서강대학교

초록/요약 도움말

A fully ordered noncentrosymmetric barium molybdenum oxyfluoride, alpha-BaMoO2F4, has been synthesized by a hydrothermal reaction at 200 degrees C in a concentrated hydrofluoric acid solution. A centrosymmetric polymorph with O/F disorder, beta-BaMoO2F4, has been obtained in several minutes when the reaction mixture was stirred at room temperature in the same medium. Interestingly, we found that the metastable beta-BaMoO2F4 transforms into the thermodynamically stable alpha-BaMoO2F4 in an ambient condition.

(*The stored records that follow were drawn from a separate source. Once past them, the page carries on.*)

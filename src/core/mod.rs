//! Runtime core: orchestration and lifecycle.
//!
//! The public API from this module is [`Supervisor`], its [`SupervisorBuilder`],
//! [`SupervisorConfig`], and the [`ShutdownReport`] a run produces.
//!
//! Internal modules:
//! - [`runner`]: starter and shutdown-waiter activities for one unit;
//! - [`supervisor`]: spawns activities, waits for the signal, fans out, joins;
//! - [`fault`]: panic-catching boundary around all user code;
//! - [`builder`]: registration and validation;
//! - [`report`]: per-unit and aggregate outcome of a run.

mod builder;
mod config;
pub(crate) mod fault;
mod report;
mod runner;
mod supervisor;

pub use builder::SupervisorBuilder;
pub use config::SupervisorConfig;
pub use report::{RunOutcome, ShutdownReport, StartStatus, UnitReport};
pub use supervisor::Supervisor;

More detailed kinetic studies using powder X-ray diffraction indicate that the MoO2F4 octahedra in the kinetic phase, beta-BaMoO2F4, rearrange through the constant dissolution/precipitation process to find a more stable orientation and form the fully ordered alpha-BaMoO2F4. Density functional theory (DFT) calculations suggest that the formation of the thermodynamically stable alpha-BaMoO2F4 is driven by the strong Mo-O pi-interactions induced by Ba2+ cations. The new finding on the understanding of the kinetics of solid-state reactions suggests a novel way toward an effective discovery of functional materials with asymmetric structures.